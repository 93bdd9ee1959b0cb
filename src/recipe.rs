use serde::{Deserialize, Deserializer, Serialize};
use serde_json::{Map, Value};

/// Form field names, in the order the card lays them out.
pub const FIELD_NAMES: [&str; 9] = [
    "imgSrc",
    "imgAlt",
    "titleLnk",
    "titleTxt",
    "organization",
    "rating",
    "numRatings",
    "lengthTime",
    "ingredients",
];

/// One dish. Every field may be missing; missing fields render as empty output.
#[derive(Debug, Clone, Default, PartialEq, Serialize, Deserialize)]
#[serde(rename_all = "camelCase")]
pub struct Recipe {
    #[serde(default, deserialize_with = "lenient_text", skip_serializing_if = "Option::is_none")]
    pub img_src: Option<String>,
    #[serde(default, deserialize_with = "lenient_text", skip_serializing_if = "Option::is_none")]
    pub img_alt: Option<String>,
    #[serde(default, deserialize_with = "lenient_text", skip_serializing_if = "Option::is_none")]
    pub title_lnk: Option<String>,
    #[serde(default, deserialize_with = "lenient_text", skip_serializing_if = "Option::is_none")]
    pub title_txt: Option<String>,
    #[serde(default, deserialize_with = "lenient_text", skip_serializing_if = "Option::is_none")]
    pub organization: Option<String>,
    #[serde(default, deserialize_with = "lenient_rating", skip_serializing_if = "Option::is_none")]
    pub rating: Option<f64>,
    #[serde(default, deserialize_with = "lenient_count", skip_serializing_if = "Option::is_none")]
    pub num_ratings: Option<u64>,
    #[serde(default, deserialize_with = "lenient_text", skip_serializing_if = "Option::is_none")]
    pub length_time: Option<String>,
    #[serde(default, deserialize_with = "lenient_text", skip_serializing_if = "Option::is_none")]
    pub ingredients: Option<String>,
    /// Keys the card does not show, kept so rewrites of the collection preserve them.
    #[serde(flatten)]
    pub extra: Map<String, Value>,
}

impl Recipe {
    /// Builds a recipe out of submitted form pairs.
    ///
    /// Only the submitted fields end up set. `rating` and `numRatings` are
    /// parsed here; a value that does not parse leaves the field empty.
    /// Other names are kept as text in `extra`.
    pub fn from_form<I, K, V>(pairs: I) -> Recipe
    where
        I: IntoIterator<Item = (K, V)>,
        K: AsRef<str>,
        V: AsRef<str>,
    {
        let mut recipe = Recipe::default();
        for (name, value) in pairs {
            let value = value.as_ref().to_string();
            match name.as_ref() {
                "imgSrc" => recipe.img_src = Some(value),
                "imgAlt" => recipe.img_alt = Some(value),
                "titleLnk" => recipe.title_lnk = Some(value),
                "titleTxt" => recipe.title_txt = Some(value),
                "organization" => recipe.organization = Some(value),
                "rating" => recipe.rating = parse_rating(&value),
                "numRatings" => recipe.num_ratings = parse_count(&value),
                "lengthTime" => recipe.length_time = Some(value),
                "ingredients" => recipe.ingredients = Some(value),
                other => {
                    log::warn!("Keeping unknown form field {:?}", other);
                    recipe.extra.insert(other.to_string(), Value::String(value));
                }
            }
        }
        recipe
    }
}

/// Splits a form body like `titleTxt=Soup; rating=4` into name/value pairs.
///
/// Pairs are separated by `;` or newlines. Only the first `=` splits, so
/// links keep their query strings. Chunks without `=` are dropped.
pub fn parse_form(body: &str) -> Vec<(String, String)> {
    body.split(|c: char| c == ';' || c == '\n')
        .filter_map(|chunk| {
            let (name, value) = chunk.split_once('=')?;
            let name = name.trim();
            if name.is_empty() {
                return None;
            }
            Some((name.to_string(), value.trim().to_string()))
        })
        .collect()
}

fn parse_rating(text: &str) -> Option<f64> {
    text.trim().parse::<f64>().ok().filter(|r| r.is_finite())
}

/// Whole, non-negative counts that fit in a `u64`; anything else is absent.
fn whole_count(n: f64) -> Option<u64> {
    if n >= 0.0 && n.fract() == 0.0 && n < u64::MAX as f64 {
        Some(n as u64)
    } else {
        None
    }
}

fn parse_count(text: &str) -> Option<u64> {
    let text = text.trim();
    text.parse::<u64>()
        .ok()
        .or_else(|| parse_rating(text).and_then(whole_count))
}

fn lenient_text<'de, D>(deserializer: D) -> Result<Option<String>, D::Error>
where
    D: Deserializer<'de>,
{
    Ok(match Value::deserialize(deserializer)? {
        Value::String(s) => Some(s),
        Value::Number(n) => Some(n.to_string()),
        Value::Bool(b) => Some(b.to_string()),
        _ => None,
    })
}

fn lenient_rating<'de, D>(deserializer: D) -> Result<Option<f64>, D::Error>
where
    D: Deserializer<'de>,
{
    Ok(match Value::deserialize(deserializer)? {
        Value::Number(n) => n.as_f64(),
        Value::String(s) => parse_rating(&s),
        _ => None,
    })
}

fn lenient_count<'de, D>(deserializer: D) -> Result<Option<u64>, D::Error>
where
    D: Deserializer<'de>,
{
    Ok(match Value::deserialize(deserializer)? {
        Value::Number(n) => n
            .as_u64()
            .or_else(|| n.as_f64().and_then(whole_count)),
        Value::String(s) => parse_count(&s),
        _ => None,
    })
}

#### Exercise brief
For each record above, give it again without a single change.

#### Solution for this exercise
repository 93bdd9ee1959b0cb
filename src/recipe.rs
use serde::{Deserialize, Deserializer, Serialize};
use serde_json::{Map, Value};

/// Form field names, in the order the card lays them out.
pub const FIELD_NAMES: [&str; 9] = [
    "imgSrc",
    "imgAlt",
    "titleLnk",
    "titleTxt",
    "organization",
    "rating",
    "numRatings",
    "lengthTime",
    "ingredients",
];

/// One dish. Every field may be missing; missing fields render as empty output.
#[derive(Debug, Clone, Default, PartialEq, Serialize, Deserialize)]
#[serde(rename_all = "camelCase")]
pub struct Recipe {
    #[serde(default, deserialize_with = "lenient_text", skip_serializing_if = "Option::is_none")]
    pub img_src: Option<String>,
    #[serde(default, deserialize_with = "lenient_text", skip_serializing_if = "Option::is_none")]
    pub img_alt: Option<String>,
    #[serde(default, deserialize_with = "lenient_text", skip_serializing_if = "Option::is_none")]
    pub title_lnk: Option<String>,
    #[serde(default, deserialize_with = "lenient_text", skip_serializing_if = "Option::is_none")]
    pub title_txt: Option<String>,
    #[serde(default, deserialize_with = "lenient_text", skip_serializing_if = "Option::is_none")]
    pub organization: Option<String>,
    #[serde(default, deserialize_with = "lenient_rating", skip_serializing_if = "Option::is_none")]
    pub rating: Option<f64>,
    #[serde(default, deserialize_with = "lenient_count", skip_serializing_if = "Option::is_none")]
    pub num_ratings: Option<u64>,
    #[serde(default, deserialize_with = "lenient_text", skip_serializing_if = "Option::is_none")]
    pub length_time: Option<String>,
    #[serde(default, deserialize_with = "lenient_text", skip_serializing_if = "Option::is_none")]
    pub ingredients: Option<String>,
    /// Keys the card does not show, kept so rewrites of the collection preserve them.
    #[serde(flatten)]
    pub extra: Map<String, Value>,
}

impl Recipe {
    /// Builds a recipe out of submitted form pairs.
    ///
    /// Only the submitted fields end up set. `rating` and `numRatings` are
    /// parsed here; a value that does not parse leaves the field empty.
    /// Other names are kept as text in `extra`.
    pub fn from_form<I, K, V>(pairs: I) -> Recipe
    where
        I: IntoIterator<Item = (K, V)>,
        K: AsRef<str>,
        V: AsRef<str>,
    {
        let mut recipe = Recipe::default();
        for (name, value) in pairs {
            let value = value.as_ref().to_string();
            match name.as_ref() {
                "imgSrc" => recipe.img_src = Some(value),
                "imgAlt" => recipe.img_alt = Some(value),
                "titleLnk" => recipe.title_lnk = Some(value),
                "titleTxt" => recipe.title_txt = Some(value),
                "organization" => recipe.organization = Some(value),
                "rating" => recipe.rating = parse_rating(&value),
                "numRatings" => recipe.num_ratings = parse_count(&value),
                "lengthTime" => recipe.length_time = Some(value),
                "ingredients" => recipe.ingredients = Some(value),
                other => {
                    log::warn!("Keeping unknown form field {:?}", other);
                    recipe.extra.insert(other.to_string(), Value::String(value));
                }
            }
        }
        recipe
    }
}

/// Splits a form body like `titleTxt=Soup; rating=4` into name/value pairs.
///
/// Pairs are separated by `;` or newlines. Only the first `=` splits, so
/// links keep their query strings. Chunks without `=` are dropped.
pub fn parse_form(body: &str) -> Vec<(String, String)> {
    body.split(|c: char| c == ';' || c == '\n')
        .filter_map(|chunk| {
            let (name, value) = chunk.split_once('=')?;
            let name = name.trim();
            if name.is_empty() {
                return None;
            }
            Some((name.to_string(), value.trim().to_string()))
        })
        .collect()
}

fn parse_rating(text: &str) -> Option<f64> {
    text.trim().parse::<f64>().ok().filter(|r| r.is_finite())
}

/// Whole, non-negative counts that fit in a `u64`; anything else is absent.
fn whole_count(n: f64) -> Option<u64> {
    if n >= 0.0 && n.fract() == 0.0 && n < u64::MAX as f64 {
        Some(n as u64)
    } else {
        None
    }
}

fn parse_count(text: &str) -> Option<u64> {
    let text = text.trim();
    text.parse::<u64>()
        .ok()
        .or_else(|| parse_rating(text).and_then(whole_count))
}

fn lenient_text<'de, D>(deserializer: D) -> Result<Option<String>, D::Error>
where
    D: Deserializer<'de>,
{
    Ok(match Value::deserialize(deserializer)? {
        Value::String(s) => Some(s),
        Value::Number(n) => Some(n.to_string()),
        Value::Bool(b) => Some(b.to_string()),
        _ => None,
    })
}

fn lenient_rating<'de, D>(deserializer: D) -> Result<Option<f64>, D::Error>
where
    D: Deserializer<'de>,
{
    Ok(match Value::deserialize(deserializer)? {
        Value::Number(n) => n.as_f64(),
        Value::String(s) => parse_rating(&s),
        _ => None,
    })
}

fn lenient_count<'de, D>(deserializer: D) -> Result<Option<u64>, D::Error>
where
    D: Deserializer<'de>,
{
    Ok(match Value::deserialize(deserializer)? {
        Value::Number(n) => n
            .as_u64()
            .or_else(|| n.as_f64().and_then(whole_count)),
        Value::String(s) => parse_count(&s),
        _ => None,
    })
}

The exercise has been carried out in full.